お気に召さないひとは直ちにバックをオナシャス!
海鳴市の閑静な住宅街の一画。
ここに一軒の民家がある。
守護騎士達の住居だ。
守護騎士の生態はそれほど知られていない。
今回はその守護騎士達の日々に迫ってみよう。
守護騎士達の朝は早い。
主である八神はやての声と共に起床し、リビングへ向かう。
時間は午前7時。
この時間に朝食をとることは、八神はやてとの数少ない約束のうちの1つだ。
朝食は全て八神はやてが作っている。
守護騎士達は料理が苦手だ。
得手不得手というものがある。これは仕方ないことだ。
朝が早いせいか、守護騎士達の目はほとんど開かれていない。
昨夜は守護騎士内でのゲーム大会により、今から2時間前まで白熱していた為だ。
八神はやてはそれに参加していないし、知らされていない。
八神はやてはまだ9歳。成長期である彼女には不眠は毒である。守護騎士達はそれを危惧したのだ。
主を想う守護騎士の、当然の配慮である。
全員で手を合わせ、いただきます、と声を揃える。
「今日はみんな、どうするつもりや?」
八神はやてが守護騎士達に問う。
主が臣下である守護騎士達の動向を知るのは、重要な仕事だ。
ここで、守護騎士達を紹介しよう。
「新装開店があるので、そこへ。今日こそ5万発出してきます」
パチンカスのシグナム。
「私は今日こそ翠屋のスイーツを制覇してくるわ!」
スイーツ(笑)のシャマル。
「あたしは夕方からアリサん家行って来る。
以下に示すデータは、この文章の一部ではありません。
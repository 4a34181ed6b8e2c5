//! Aerospike wire framing and the info protocol
//!
//! Every message starts with an 8-byte header: protocol version (2), message
//! type, then a 48-bit big-endian body length. Info requests carry
//! newline-terminated command names; replies carry `name\tvalue` lines.

use std::collections::HashMap;
use std::time::Duration;

use async_trait::async_trait;
use bytes::{BufMut, Bytes, BytesMut};
use tokio::io::{AsyncRead, AsyncReadExt, AsyncWrite, AsyncWriteExt};
use tokio::net::TcpStream;
use tracing::trace;

use crate::domain::ports::InfoSession;
use crate::error::{Error, Result};

pub const PROTO_VERSION: u8 = 2;
pub const INFO_MESSAGE: u8 = 1;
pub const AS_MESSAGE: u8 = 3;

const HEADER_LEN: usize = 8;
const MAX_BODY_LEN: usize = 128 * 1024 * 1024;

// =============================================================================
// Framing
// =============================================================================

/// Prefix `body` with a protocol header.
pub fn encode_frame(msg_type: u8, body: &[u8]) -> Bytes {
    let header = ((PROTO_VERSION as u64) << 56) | ((msg_type as u64) << 48) | body.len() as u64;
    let mut buf = BytesMut::with_capacity(HEADER_LEN + body.len());
    buf.put_u64(header);
    buf.put_slice(body);
    buf.freeze()
}

/// Split a protocol header into message type and body length.
pub fn decode_header(header: [u8; HEADER_LEN]) -> Result<(u8, usize)> {
    let version = header[0];
    if version != PROTO_VERSION {
        return Err(Error::Protocol(format!(
            "unsupported protocol version {}",
            version
        )));
    }

    let raw = u64::from_be_bytes(header);
    let len = (raw & 0x0000_FFFF_FFFF_FFFF) as usize;
    if len > MAX_BODY_LEN {
        return Err(Error::Protocol(format!("frame of {} bytes exceeds limit", len)));
    }
    Ok((header[1], len))
}

/// Write one complete frame.
pub async fn write_frame<W>(writer: &mut W, frame: &[u8]) -> Result<()>
where
    W: AsyncWrite + Unpin,
{
    writer.write_all(frame).await?;
    writer.flush().await?;
    Ok(())
}

/// Read one frame and return its body, checking the message type.
pub async fn read_frame<R>(reader: &mut R, expected_type: u8) -> Result<Bytes>
where
    R: AsyncRead + Unpin,
{
    let mut header = [0u8; HEADER_LEN];
    reader.read_exact(&mut header).await?;
    let (msg_type, len) = decode_header(header)?;
    if msg_type != expected_type {
        return Err(Error::Protocol(format!(
            "expected message type {}, got {}",
            expected_type, msg_type
        )));
    }

    let mut body = vec![0u8; len];
    reader.read_exact(&mut body).await?;
    Ok(Bytes::from(body))
}

// =============================================================================
// Info Commands
// =============================================================================

/// Build an info request frame for `keys`.
pub fn encode_info_request(keys: &[&str]) -> Bytes {
    let mut body = String::new();
    for key in keys {
        body.push_str(key);
        body.push('\n');
    }
    encode_frame(INFO_MESSAGE, body.as_bytes())
}

/// Parse an info reply body into `name → value`.
pub fn parse_info_response(body: &[u8]) -> HashMap<String, String> {
    String::from_utf8_lossy(body)
        .split('\n')
        .filter(|line| !line.is_empty())
        .map(|line| match line.split_once('\t') {
            Some((name, value)) => (name.to_string(), value.to_string()),
            None => (line.to_string(), String::new()),
        })
        .collect()
}

// =============================================================================
// Connection
// =============================================================================

/// A TCP connection speaking the info protocol to one node.
pub struct InfoConnection {
    stream: TcpStream,
    address: String,
    timeout: Duration,
}

impl InfoConnection {
    /// Connect to `address` (`host:port`).
    pub async fn connect(address: &str, timeout: Duration) -> Result<Self> {
        let stream = tokio::time::timeout(timeout, TcpStream::connect(address))
            .await
            .map_err(|_| Error::Timeout {
                operation: format!("connect to {}", address),
            })?
            .map_err(|e| Error::connection(address, e))?;
        stream
            .set_nodelay(true)
            .map_err(|e| Error::connection(address, e))?;

        Ok(Self {
            stream,
            address: address.to_string(),
            timeout,
        })
    }

    pub fn address(&self) -> &str {
        &self.address
    }

    /// Send a frame and read back one reply body of `reply_type`.
    pub async fn call(&mut self, frame: &[u8], reply_type: u8) -> Result<Bytes> {
        let address = self.address.clone();
        let stream = &mut self.stream;
        let exchange = async move {
            write_frame(stream, frame).await?;
            read_frame(stream, reply_type).await
        };

        tokio::time::timeout(self.timeout, exchange)
            .await
            .map_err(|_| Error::Timeout {
                operation: format!("request to {}", address),
            })?
            .map_err(|e| match e {
                Error::Io(io) => Error::connection(address, io),
                other => other,
            })
    }

    /// Send info commands and return the parsed reply.
    pub async fn info(&mut self, keys: &[&str]) -> Result<HashMap<String, String>> {
        trace!(address = %self.address, ?keys, "Info request");
        let body = self.call(&encode_info_request(keys), INFO_MESSAGE).await?;
        Ok(parse_info_response(&body))
    }

    /// Send one info command and return its value.
    pub async fn info_one(&mut self, key: &str) -> Result<String> {
        self.info(&[key]).await?.remove(key).ok_or_else(|| {
            Error::Protocol(format!("{} did not answer info key '{}'", self.address, key))
        })
    }
}

impl std::fmt::Debug for InfoConnection {
    fn fmt(&self, f: &mut std::fmt::Formatter<'_>) -> std::fmt::Result {
        f.debug_struct("InfoConnection")
            .field("address", &self.address)
            .field("timeout", &self.timeout)
            .finish()
    }
}

#[async_trait]
impl InfoSession for InfoConnection {
    async fn request_info(&mut self, keys: &[&str]) -> Result<HashMap<String, String>> {
        self.info(keys).await
    }
}

// =============================================================================
// Peer Lists
// =============================================================================

/// A peer as advertised by `peers-clear-std`.
#[derive(Debug, Clone, PartialEq, Eq)]
pub struct Peer {
    pub node_id: String,
    /// Reachable `host:port` addresses, in advertised order
    pub addresses: Vec<String>,
}

/// Parse a `peers-clear-std` reply.
///
/// Format: `<generation>,<default port>,[[<id>,<tls name>,[<addr>,...]],...]`.
/// Addresses without a port get the default port.
pub fn parse_peers(raw: &str) -> Result<Vec<Peer>> {
    let parts = split_top_level(raw.trim());
    if parts.len() != 3 {
        return Err(Error::parse("peers", format!("unexpected layout '{}'", raw)));
    }

    let default_port: u16 = parts[1]
        .parse()
        .map_err(|_| Error::parse("peers", format!("bad default port '{}'", parts[1])))?;

    let list = strip_brackets(parts[2])?;
    if list.is_empty() {
        return Ok(Vec::new());
    }

    split_top_level(list)
        .into_iter()
        .map(|entry| {
            let fields = split_top_level(strip_brackets(entry)?);
            if fields.len() != 3 {
                return Err(Error::parse("peers", format!("bad peer entry '{}'", entry)));
            }
            let addresses = split_top_level(strip_brackets(fields[2])?)
                .into_iter()
                .filter(|a| !a.is_empty())
                .map(|a| with_default_port(a, default_port))
                .collect();
            Ok(Peer {
                node_id: fields[0].to_string(),
                addresses,
            })
        })
        .collect()
}

fn split_top_level(s: &str) -> Vec<&str> {
    let mut parts = Vec::new();
    let mut depth = 0usize;
    let mut start = 0;
    for (i, c) in s.char_indices() {
        match c {
            '[' => depth += 1,
            ']' => depth = depth.saturating_sub(1),
            ',' if depth == 0 => {
                parts.push(&s[start..i]);
                start = i + 1;
            }
            _ => {}
        }
    }
    parts.push(&s[start..]);
    parts
}

fn strip_brackets(s: &str) -> Result<&str> {
    s.strip_prefix('[')
        .and_then(|s| s.strip_suffix(']'))
        .ok_or_else(|| Error::parse("peers", format!("expected bracketed list, got '{}'", s)))
}

fn with_default_port(addr: &str, default_port: u16) -> String {
    if addr.starts_with('[') {
        // Bracketed IPv6, optionally followed by :port
        if addr.contains("]:") {
            addr.to_string()
        } else {
            format!("{}:{}", addr, default_port)
        }
    } else {
        match addr.matches(':').count() {
            0 => format!("{}:{}", addr, default_port),
            1 => addr.to_string(),
            _ => format!("[{}]:{}", addr, default_port),
        }
    }
}

#[cfg(test)]
mod tests {
    use super::*;
    use assert_matches::assert_matches;

    #[test]
    fn test_frame_header_layout() {
        let frame = encode_frame(INFO_MESSAGE, b"sets\n");
        assert_eq!(&frame[..8], &[2, 1, 0, 0, 0, 0, 0, 5]);
        assert_eq!(&frame[8..], b"sets\n");
    }

    #[test]
    fn test_decode_header_rejects_bad_version() {
        let err = decode_header([3, 1, 0, 0, 0, 0, 0, 0]).unwrap_err();
        assert_matches!(err, Error::Protocol(_));
    }

    #[test]
    fn test_decode_header_rejects_oversized_body() {
        let err = decode_header([2, 1, 0, 0, 0x10, 0, 0, 0]).unwrap_err();
        assert_matches!(err, Error::Protocol(_));
    }

    #[test]
    fn test_info_request_terminates_each_name() {
        let frame = encode_info_request(&["node", "peers-clear-std"]);
        assert_eq!(&frame[8..], b"node\npeers-clear-std\n");
    }

    #[test]
    fn test_parse_info_response() {
        let reply = parse_info_response(
            b"sets\tns=persisted:set=lru:objects=10;\nnode\tBB9020011AC4202\nempty\n",
        );
        assert_eq!(reply["sets"], "ns=persisted:set=lru:objects=10;");
        assert_eq!(reply["node"], "BB9020011AC4202");
        assert_eq!(reply["empty"], "");
    }

    #[tokio::test]
    async fn test_read_frame_over_duplex() {
        let (mut client, mut server) = tokio::io::duplex(256);
        let reply = encode_frame(INFO_MESSAGE, b"node\tA1\n");
        write_frame(&mut server, &reply).await.unwrap();

        let body = read_frame(&mut client, INFO_MESSAGE).await.unwrap();
        assert_eq!(parse_info_response(&body)["node"], "A1");
    }

    #[tokio::test]
    async fn test_read_frame_rejects_unexpected_type() {
        let (mut client, mut server) = tokio::io::duplex(256);
        write_frame(&mut server, &encode_frame(AS_MESSAGE, b"x"))
            .await
            .unwrap();

        let err = read_frame(&mut client, INFO_MESSAGE).await.unwrap_err();
        assert_matches!(err, Error::Protocol(_));
    }

    #[tokio::test]
    async fn test_truncated_frame_is_io_error() {
        let (mut client, mut server) = tokio::io::duplex(256);
        server.write_all(&[2, 1, 0, 0, 0, 0, 0, 9, b'n']).await.unwrap();
        drop(server);

        let err = read_frame(&mut client, INFO_MESSAGE).await.unwrap_err();
        assert_matches!(err, Error::Io(_));
    }

    #[test]
    fn test_parse_peers() {
        let peers = parse_peers(
            "12,3000,[[BB9030011AC4202,,[172.17.0.3]],[BB9040011AC4202,,[172.17.0.4:3100,10.0.0.4]]]",
        )
        .unwrap();

        assert_eq!(peers.len(), 2);
        assert_eq!(peers[0].node_id, "BB9030011AC4202");
        assert_eq!(peers[0].addresses, vec!["172.17.0.3:3000"]);
        assert_eq!(
            peers[1].addresses,
            vec!["172.17.0.4:3100", "10.0.0.4:3000"]
        );
    }

    #[test]
    fn test_parse_peers_ipv6() {
        let peers = parse_peers("1,3000,[[A1,,[[2001:db8::1]:3001,2001:db8::2]]]").unwrap();
        assert_eq!(
            peers[0].addresses,
            vec!["[2001:db8::1]:3001", "[2001:db8::2]:3000"]
        );
    }

    #[test]
    fn test_parse_peers_empty_cluster() {
        assert!(parse_peers("4,3000,[]").unwrap().is_empty());
    }

    #[test]
    fn test_parse_peers_rejects_garbage() {
        assert_matches!(parse_peers("nonsense"), Err(Error::Parse { .. }));
        assert_matches!(parse_peers("1,notaport,[]"), Err(Error::Parse { .. }));
    }
}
それまでは寝てようかな」
最終学歴なし、ヴィータ。
「カラオケでコールの練習をしてきます」
王国民のザフィーラ。
この物語は、そんなニートな守護騎士達と、彼女達の主、八神はやてとの心温まるハートフルストーリーである。
第1話
モノローグ代わりました。八神はやてです。
世間の人は、わたしの家族をニートニート言いますが、わたしは皆のこと、大好きです。
「ただいま戻りました。主はやて」
出かけていた4人の家族のうちの一人、シグナムが帰ってきました。
「おかえり、シグナム……ってどうしたん、元気ないやん?」
普段は姿勢良くピシッとしてて、「カッコいい」ってイメージの強いシグナムやけど、今は下を向いたまま。
ちょぉ心配です。
「すみません主。100万ほど貸していただけませんか?」
やっと口を開いたシグナムがそう言います。
シグナムはパチンコ? が好きなそうで、よく10万円くらい持たせることがあります。
大人の遊びっちゅうんは、お金かかるんやなぁ。
でも100万円というのは初めてです。
どうしてそんなに必要なのか聞きます。
シグナムはパチンコの機械を殴って壊してしまったそうです。新しい機械だったそうで、改めて買うには100万円かかるそうです。
パチンコの機械って高いんやなぁ。
「あかんでシグナム。人様に迷惑かけたらあかんってゆーたやろ?」
「すみません……甘デジで800ハマリは許せなかったんです……」
シグナムの言うことは時々分かりません。
わかりませんが、人に迷惑をかけるのはいけないこと。しっかり叱ります。
コレも闇の書の主の仕事です。
「もぅ……またやったらあかんで。 約束できるか?」
「はい。我が剣にかけて」
反省したようなので許します。
にしても、100万円かぁ。銀行に下ろしに行かなあかんか。
「シグナム、銀行連れてってくれるか? お金下ろさな、足りんねん」
「わかりました。行きましょう」
そんな私とシグナムの、1日でした。